You know the drill. I’m new to it, so I’m learning. It is not the same as submitting to Literotica and waiting a week to see it publish. This is real. This is someone passing judgement on the worthiness of your creativity.
The characters are both not me, and me. They are different than I am because they were created with the story in mind. Yet their fears, their hopes, their dreams all come from my mind. They start there, flow through my fingers and land on the page. Someone is evaluating all of that and more, and deciding if your work is worthy of publication.
In forty years of business, I know that products have a niche. The niche has a cycle. Hit it right and you ride the wave. Hit it at the wrong time and you go bust. Books are products. We, the authors, are content creators. The genre I chose is Erotica. There are dozens if not hundreds of sub-genres within this market. Each publisher has to figure out if there is a market for the particular novel.
They have to start with a view of the market. Once they understand it, then they have to decide if they have the right distribution channels to get the book to the right person. This all happens long before they look at the first chapter. It has to. If it doesn’t then that publisher will go out of business in short order.
What’s the market for my story? The genre is Erotica. The sub-genre is Hotwife (or Hot Wife if you prefer). Under the Hotwife market there are several versions. The most common, from my research, is the cuckhold husband. Typically, but not always, this sub-sub-genre has a touch of humiliation for the husband. There is the swinger hotwife category. They both play, they both enjoy new partners, and they both love to reclaim each other after the fun. In the last few years there’s been a new category under the Hotwife, Stag-Vixen.
What is a Stag? Read enough and you find that it is a very confident and open-minded husband or boyfriend that feels secure in the relationship. He enjoys letting her play. Sometimes he participated, other times he watches, many times he participates in the planning but only finds out the results when she returns.
Vixen, please don’t confuse this wonderful woman with a fox (the animal). She understands her Stag’s motivation, feeds his needs, and knows that the third person (be it man or woman) is only there for the pleasure of the couple. She has a secure foundation with her Stag and adds to the memories and pleasures one well placed brick at a time.
Is a Stag-Vixen story a love story? No, not necessarily, though it can be. It is about the adventure they embark in as they step into this lifestyle.
How many people read Stag-Vixen Howife Erotica? Now, that’s the first question that a publisher has to answer when they get the submission. Note to self: Do a better job defining the market in the query letter. Lesson learned.
On July 3rd the letter arrived. The first sentence was a simple thank you for the submission to the publisher. My nerves reached the top of the scale. I knew in the next sentence I’d see whether I was published or not.
Not!
Devastation. Desolation. Loss. The first three emotions from the part of the sentence that read “…and, unfortunately we do not feel it’s right for us…”

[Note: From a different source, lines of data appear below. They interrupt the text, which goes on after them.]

// Copyright 2025 Neuraville Inc.
// SPDX-License-Identifier: Apache-2.0

//! # Input Encoders
//!
//! Convert continuous input into spike trains: stochastic sampling
//! (Bernoulli, Poisson) or time-to-first-spike coding (latency).

pub mod bernoulli;
pub mod latency;
pub mod poisson;

pub use bernoulli::{sample_bernoulli, BernoulliCell};
pub use latency::{calc_spike_times, extract_spike, LatencyCell, LatencyParameters};
pub use poisson::{PoissonCell, DEFAULT_MAX_FREQ};
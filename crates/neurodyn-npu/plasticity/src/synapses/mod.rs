// Copyright 2025 Neuraville Inc.
// SPDX-License-Identifier: Apache-2.0

//! # Synapses
//!
//! Dense synaptic cables between two cell populations. Weights are shaped
//! `(n_in, n_out)`, biases `(1, n_out)`, and every synapse exposes `inputs`
//! and `outputs` compartments shaped `(batch_size, n_in)` / `(batch_size, n_out)`.
//!
//! Learning synapses answer `evolve` in two phases: a pure update
//! computation, then a commit through an [`Optimizer`](crate::optim::Optimizer)
//! followed by constraint enforcement.

pub mod cable;
pub mod dense;
pub mod exp_stdp;
pub mod hebbian;
pub mod stp;
pub mod trace_stdp;

pub use cable::{Cable, CableParameters, Constraints};
pub use dense::DenseSynapse;
pub use exp_stdp::ExpSTDPSynapse;
pub use hebbian::{HebbianParameters, HebbianSynapse};
pub use stp::{STPDenseSynapse, STPParameters};
pub use trace_stdp::{STDPParameters, TraceSTDPSynapse};

use neurodyn_npu_neural::Tensor;

/// `inputs · (W·resist_scale) + b`
pub fn compute_layer(inputs: &Tensor, weights: &Tensor, biases: &Tensor, resist_scale: f32) -> Tensor {
    inputs.dot(&(weights * resist_scale)) + biases
}

/// Clip to `[0, B]` (non-negative) or `[-B, B]`; no-op unless `B > 0`
pub fn enforce_constraints(weights: &Tensor, w_bound: f32, is_nonnegative: bool) -> Tensor {
    if w_bound > 0.0 {
        let lo = if is_nonnegative { 0.0 } else { -w_bound };
        weights.mapv(|w| w.clamp(lo, w_bound))
    } else {
        weights.clone()
    }
}
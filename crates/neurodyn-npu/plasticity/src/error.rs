// Copyright 2025 Neuraville Inc.
// SPDX-License-Identifier: Apache-2.0

//! Error types for plasticity operations

use neurodyn_npu_neural::NeuralError;

#[derive(Debug, thiserror::Error)]
pub enum PlasticityError {
    #[error(transparent)]
    Neural(#[from] NeuralError),

    #[error("Unknown optimizer: {0}")]
    UnknownOptimizer(String),

    #[error("Invalid parameter: {0}")]
    InvalidParameter(String),

    #[error("Optimizer state mismatch: {0}")]
    OptimizerState(String),
}

pub type Result<T> = core::result::Result<T, PlasticityError>;

/// Components report through the neural error type
impl From<PlasticityError> for NeuralError {
    fn from(err: PlasticityError) -> Self {
        match err {
            PlasticityError::Neural(inner) => inner,
            other => NeuralError::InvalidParameter(other.to_string()),
        }
    }
}
// Copyright 2025 Neuraville Inc.
// SPDX-License-Identifier: Apache-2.0

//! Spike bookkeeping shared by cells and encoders.

use crate::types::{PrngKey, Tensor};
use ndarray::{Axis, Zip};
use rand::distributions::{Distribution, WeightedIndex};

/// Time-of-last-spike update: `tols' = (1 - s)·tols + s·t`
pub fn update_times(t: f32, s: &Tensor, tols: &Tensor) -> Tensor {
    let mut out = tols.clone();
    Zip::from(&mut out).and(s).for_each(|tols, &s| *tols = (1.0 - s) * *tols + s * t);
    out
}

/// Keep exactly one spike per batch row.
///
/// Rows with no spikes pass through untouched. Otherwise one unit is drawn
/// with probability proportional to its spike value and every other unit in
/// the row is cleared. `skey` must be a freshly split key.
pub fn single_spike(s: &Tensor, skey: PrngKey) -> Tensor {
    let mut rng = skey.rng();
    let mut out = s.clone();
    for mut row in out.axis_iter_mut(Axis(0)) {
        let total: f32 = row.sum();
        if total <= 0.0 {
            continue;
        }
        let chosen = match WeightedIndex::new(row.iter().map(|&w| w.max(0.0))) {
            Ok(dist) => dist.sample(&mut rng),
            Err(_) => continue,
        };
        row.fill(0.0);
        row[chosen] = 1.0;
    }
    out
}

/// Number of spikes in the whole array
pub fn spike_count(s: &Tensor) -> usize {
    s.iter().filter(|&&v| v > 0.0).count()
}

#[cfg(test)]
mod tests {
    use super::*;
    use ndarray::array;

    #[test]
    fn test_update_times() {
        let tols = array![[1.0, 2.0, 3.0]];
        let s = array![[1.0, 0.0, 1.0]];
        assert_eq!(update_times(7.0, &s, &tols), array![[7.0, 2.0, 7.0]]);
    }

    #[test]
    fn test_single_spike_keeps_one_of_the_originals() {
        let s = array![[1.0, 0.0, 1.0, 1.0, 0.0], [0.0, 1.0, 0.0, 0.0, 1.0]];
        for seed in 0..20 {
            let out = single_spike(&s, PrngKey::new(seed));
            for (row_in, row_out) in s.outer_iter().zip(out.outer_iter()) {
                assert_eq!(row_out.sum(), 1.0);
                let idx = row_out.iter().position(|&v| v == 1.0).unwrap();
                assert_eq!(row_in[idx], 1.0);
            }
        }
    }

    #[test]
    fn test_single_spike_empty_row_is_noop() {
        let s = array![[0.0, 0.0, 0.0], [0.0, 1.0, 0.0]];
        let out = single_spike(&s, PrngKey::new(3));
        assert_eq!(out, s);
    }
}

I’m not the first to read those words, and I won’t be the last. In fact, I know it won’t be the last time I read those words. It is part and parcel of the work we do as authors. Rejection is only one more step we must take to achieve acceptance. Intellectually, I knew this at the moment. It does not matter. The devastation was still putting up a good mental fight and it was winning. It was helped along by the sense of loss and its friend desolation.
I took a short walk, picked up my phone again, and read the full letter again. All nine paragraphs and all the hints hidden in there. Wait. No, they were not hidden. It was just my mind shouting – you were rejected. I quieted my mind and read it again.
Key points:
I have a lot of work to do on the story I thought was finished. The one thing that resonated with me was the comment about the hook. I thought I had a good hook. I don’t think anyone writes a book and not think about how to get the reader committed to reading the full story.
Three friends had seen the story. All three made nice noises but none of them returned any of the answers to the Beta Reader’s Questions. That should have been a hint. One is a moderate reader, but two are voracious consumers of the written word. I called one and asked, “Did you ever finish reading the novel?” There was a long silence on the phone. Then the truth came out. No, they had started it, but never finished it.
Confirmed! The hook is not there, at least not good enough.
Need to do a lot of work now. The key question is: What to change and how?
AUTHOR’S NOTE:
What’s your experience with publishers and the query process?
Have you ever resubmitted a story after fixing it?
Who is your editor? I don’t mean name. I mean, professional, fellow author, or friends and family.